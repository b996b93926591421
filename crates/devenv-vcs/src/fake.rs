//! An in-memory [`JjDriver`] test double.
//!
//! Lets orchestrator tests exercise clone/pin/workspace-add flows without a
//! real `jj` binary or filesystem checkout. State is keyed by the `cwd`
//! passed to each call, mirroring how the real driver is keyed by "which
//! checkout directory am I running in".

use std::collections::HashMap;
use std::path::{Path, PathBuf};
use std::sync::Mutex;

use async_trait::async_trait;

use crate::driver::JjDriver;
use crate::error::JjError;
use crate::types::{
    BookmarkRecord, ChangeId, CommitId, RemoteRecord, UncommittedRecord, WorkingCopyState,
};

/// A scripted repository: its remotes, its workspaces by name (each with its
/// own current state), and whether it should report "stale" on the next
/// `current_state` read for a given workspace.
#[derive(Clone, Debug, Default)]
pub struct FakeRepo {
    pub remotes: Vec<RemoteRecord>,
    pub workspace_state: HashMap<String, WorkingCopyState>,
    pub stale_once: std::collections::HashSet<String>,
}

/// Test double for [`JjDriver`]. Keyed by checkout path (`cwd`).
#[derive(Default)]
pub struct FakeJjDriver {
    repos: Mutex<HashMap<PathBuf, FakeRepo>>,
    /// Paths that should fail to clone.
    pub fail_clone: Mutex<std::collections::HashSet<String>>,
}

impl FakeJjDriver {
    #[must_use]
    pub fn new() -> Self {
        Self::default()
    }

    pub fn seed(&self, cwd: &Path, repo: FakeRepo) {
        self.repos.lock().unwrap().insert(cwd.to_path_buf(), repo);
    }
}

#[async_trait]
impl JjDriver for FakeJjDriver {
    async fn list_remotes(&self, cwd: &Path) -> Result<Vec<RemoteRecord>, JjError> {
        let repos = self.repos.lock().unwrap();
        Ok(repos.get(cwd).map(|r| r.remotes.clone()).unwrap_or_default())
    }

    async fn current_state(&self, cwd: &Path) -> Result<WorkingCopyState, JjError> {
        let mut repos = self.repos.lock().unwrap();
        let repo = repos.get_mut(cwd).ok_or_else(|| JjError::NonZeroExit {
            operation: "log @".to_string(),
            stderr: format!("no such checkout: {}", cwd.display()),
        })?;
        let key = cwd.to_string_lossy().into_owned();
        if repo.stale_once.remove(&key) {
            return Err(JjError::NonZeroExit {
                operation: "log @".to_string(),
                stderr: "The working copy is stale".to_string(),
            });
        }
        repo.workspace_state
            .get("default")
            .cloned()
            .ok_or_else(|| JjError::ParseError {
                operation: "log @".to_string(),
                reason: "no seeded state".to_string(),
            })
    }

    async fn list_workspaces(&self, cwd: &Path) -> Result<Vec<String>, JjError> {
        let repos = self.repos.lock().unwrap();
        Ok(repos
            .get(cwd)
            .map(|r| r.workspace_state.keys().cloned().collect())
            .unwrap_or_default())
    }

    async fn list_uncommitted(&self, _cwd: &Path) -> Result<Vec<UncommittedRecord>, JjError> {
        Ok(Vec::new())
    }

    async fn list_bookmarks(&self, _cwd: &Path) -> Result<Vec<BookmarkRecord>, JjError> {
        Ok(Vec::new())
    }

    async fn clone_colocated(&self, url: &str, dest: &Path) -> Result<(), JjError> {
        if self.fail_clone.lock().unwrap().contains(url) {
            return Err(JjError::NonZeroExit {
                operation: "git clone".to_string(),
                stderr: format!("simulated clone failure for {url}"),
            });
        }
        let mut repos = self.repos.lock().unwrap();
        repos.entry(dest.to_path_buf()).or_insert_with(|| FakeRepo {
            remotes: vec![RemoteRecord {
                name: "origin".to_string(),
                url: url.to_string(),
            }],
            workspace_state: {
                let mut m = HashMap::new();
                m.insert(
                    "default".to_string(),
                    WorkingCopyState {
                        change_id: ChangeId("zzzzzzzzzzzzzzzzzzzzzzzzzzzzzzzz".to_string()),
                        commit_id: CommitId("0".repeat(40)),
                        bookmark: None,
                        divergent: false,
                    },
                );
                m
            },
            stale_once: std::collections::HashSet::new(),
        });
        Ok(())
    }

    async fn add_workspace_colocated(
        &self,
        primary_cwd: &Path,
        name: &str,
        dest: &Path,
    ) -> Result<(), JjError> {
        let mut repos = self.repos.lock().unwrap();
        let state = repos
            .get(primary_cwd)
            .and_then(|r| r.workspace_state.get("default").cloned())
            .ok_or_else(|| JjError::NonZeroExit {
                operation: "workspace add".to_string(),
                stderr: "unknown primary checkout".to_string(),
            })?;
        let repo = repos.entry(dest.to_path_buf()).or_default();
        repo.workspace_state.insert(name.to_string(), state.clone());
        repo.workspace_state.insert("default".to_string(), state);
        Ok(())
    }

    async fn edit(&self, cwd: &Path, change_id: &str) -> Result<(), JjError> {
        let mut repos = self.repos.lock().unwrap();
        let repo = repos.get_mut(cwd).ok_or_else(|| JjError::NonZeroExit {
            operation: "edit".to_string(),
            stderr: "unknown checkout".to_string(),
        })?;
        if let Some(state) = repo.workspace_state.get_mut("default") {
            state.change_id = ChangeId(change_id.to_string());
        }
        Ok(())
    }

    async fn update_stale(&self, _cwd: &Path) -> Result<(), JjError> {
        Ok(())
    }

    async fn add_remote(&self, cwd: &Path, name: &str, url: &str) -> Result<(), JjError> {
        let mut repos = self.repos.lock().unwrap();
        let repo = repos.get_mut(cwd).ok_or_else(|| JjError::NonZeroExit {
            operation: "git remote add".to_string(),
            stderr: "unknown checkout".to_string(),
        })?;
        repo.remotes.push(RemoteRecord {
            name: name.to_string(),
            url: url.to_string(),
        });
        Ok(())
    }
}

▶ TRY IT
Please take the whole listing and write it out exactly.

▶ ANSWER SECTION
repository b996b93926591421
filename crates/devenv-vcs/src/fake.rs
//! An in-memory [`JjDriver`] test double.
//!
//! Lets orchestrator tests exercise clone/pin/workspace-add flows without a
//! real `jj` binary or filesystem checkout. State is keyed by the `cwd`
//! passed to each call, mirroring how the real driver is keyed by "which
//! checkout directory am I running in".

use std::collections::HashMap;
use std::path::{Path, PathBuf};
use std::sync::Mutex;

use async_trait::async_trait;

use crate::driver::JjDriver;
use crate::error::JjError;
use crate::types::{
    BookmarkRecord, ChangeId, CommitId, RemoteRecord, UncommittedRecord, WorkingCopyState,
};

/// A scripted repository: its remotes, its workspaces by name (each with its
/// own current state), and whether it should report "stale" on the next
/// `current_state` read for a given workspace.
#[derive(Clone, Debug, Default)]
pub struct FakeRepo {
    pub remotes: Vec<RemoteRecord>,
    pub workspace_state: HashMap<String, WorkingCopyState>,
    pub stale_once: std::collections::HashSet<String>,
}

/// Test double for [`JjDriver`]. Keyed by checkout path (`cwd`).
#[derive(Default)]
pub struct FakeJjDriver {
    repos: Mutex<HashMap<PathBuf, FakeRepo>>,
    /// Paths that should fail to clone.
    pub fail_clone: Mutex<std::collections::HashSet<String>>,
}

impl FakeJjDriver {
    #[must_use]
    pub fn new() -> Self {
        Self::default()
    }

    pub fn seed(&self, cwd: &Path, repo: FakeRepo) {
        self.repos.lock().unwrap().insert(cwd.to_path_buf(), repo);
    }
}

#[async_trait]
impl JjDriver for FakeJjDriver {
    async fn list_remotes(&self, cwd: &Path) -> Result<Vec<RemoteRecord>, JjError> {
        let repos = self.repos.lock().unwrap();
        Ok(repos.get(cwd).map(|r| r.remotes.clone()).unwrap_or_default())
    }

    async fn current_state(&self, cwd: &Path) -> Result<WorkingCopyState, JjError> {
        let mut repos = self.repos.lock().unwrap();
        let repo = repos.get_mut(cwd).ok_or_else(|| JjError::NonZeroExit {
            operation: "log @".to_string(),
            stderr: format!("no such checkout: {}", cwd.display()),
        })?;
        let key = cwd.to_string_lossy().into_owned();
        if repo.stale_once.remove(&key) {
            return Err(JjError::NonZeroExit {
                operation: "log @".to_string(),
                stderr: "The working copy is stale".to_string(),
            });
        }
        repo.workspace_state
            .get("default")
            .cloned()
            .ok_or_else(|| JjError::ParseError {
                operation: "log @".to_string(),
                reason: "no seeded state".to_string(),
            })
    }

    async fn list_workspaces(&self, cwd: &Path) -> Result<Vec<String>, JjError> {
        let repos = self.repos.lock().unwrap();
        Ok(repos
            .get(cwd)
            .map(|r| r.workspace_state.keys().cloned().collect())
            .unwrap_or_default())
    }

    async fn list_uncommitted(&self, _cwd: &Path) -> Result<Vec<UncommittedRecord>, JjError> {
        Ok(Vec::new())
    }

    async fn list_bookmarks(&self, _cwd: &Path) -> Result<Vec<BookmarkRecord>, JjError> {
        Ok(Vec::new())
    }

    async fn clone_colocated(&self, url: &str, dest: &Path) -> Result<(), JjError> {
        if self.fail_clone.lock().unwrap().contains(url) {
            return Err(JjError::NonZeroExit {
                operation: "git clone".to_string(),
                stderr: format!("simulated clone failure for {url}"),
            });
        }
        let mut repos = self.repos.lock().unwrap();
        repos.entry(dest.to_path_buf()).or_insert_with(|| FakeRepo {
            remotes: vec![RemoteRecord {
                name: "origin".to_string(),
                url: url.to_string(),
            }],
            workspace_state: {
                let mut m = HashMap::new();
                m.insert(
                    "default".to_string(),
                    WorkingCopyState {
                        change_id: ChangeId("zzzzzzzzzzzzzzzzzzzzzzzzzzzzzzzz".to_string()),
                        commit_id: CommitId("0".repeat(40)),
                        bookmark: None,
                        divergent: false,
                    },
                );
                m
            },
            stale_once: std::collections::HashSet::new(),
        });
        Ok(())
    }

    async fn add_workspace_colocated(
        &self,
        primary_cwd: &Path,
        name: &str,
        dest: &Path,
    ) -> Result<(), JjError> {
        let mut repos = self.repos.lock().unwrap();
        let state = repos
            .get(primary_cwd)
            .and_then(|r| r.workspace_state.get("default").cloned())
            .ok_or_else(|| JjError::NonZeroExit {
                operation: "workspace add".to_string(),
                stderr: "unknown primary checkout".to_string(),
            })?;
        let repo = repos.entry(dest.to_path_buf()).or_default();
        repo.workspace_state.insert(name.to_string(), state.clone());
        repo.workspace_state.insert("default".to_string(), state);
        Ok(())
    }

    async fn edit(&self, cwd: &Path, change_id: &str) -> Result<(), JjError> {
        let mut repos = self.repos.lock().unwrap();
        let repo = repos.get_mut(cwd).ok_or_else(|| JjError::NonZeroExit {
            operation: "edit".to_string(),
            stderr: "unknown checkout".to_string(),
        })?;
        if let Some(state) = repo.workspace_state.get_mut("default") {
            state.change_id = ChangeId(change_id.to_string());
        }
        Ok(())
    }

    async fn update_stale(&self, _cwd: &Path) -> Result<(), JjError> {
        Ok(())
    }

    async fn add_remote(&self, cwd: &Path, name: &str, url: &str) -> Result<(), JjError> {
        let mut repos = self.repos.lock().unwrap();
        let repo = repos.get_mut(cwd).ok_or_else(|| JjError::NonZeroExit {
            operation: "git remote add".to_string(),
            stderr: "unknown checkout".to_string(),
        })?;
        repo.remotes.push(RemoteRecord {
            name: name.to_string(),
            url: url.to_string(),
        });
        Ok(())
    }
}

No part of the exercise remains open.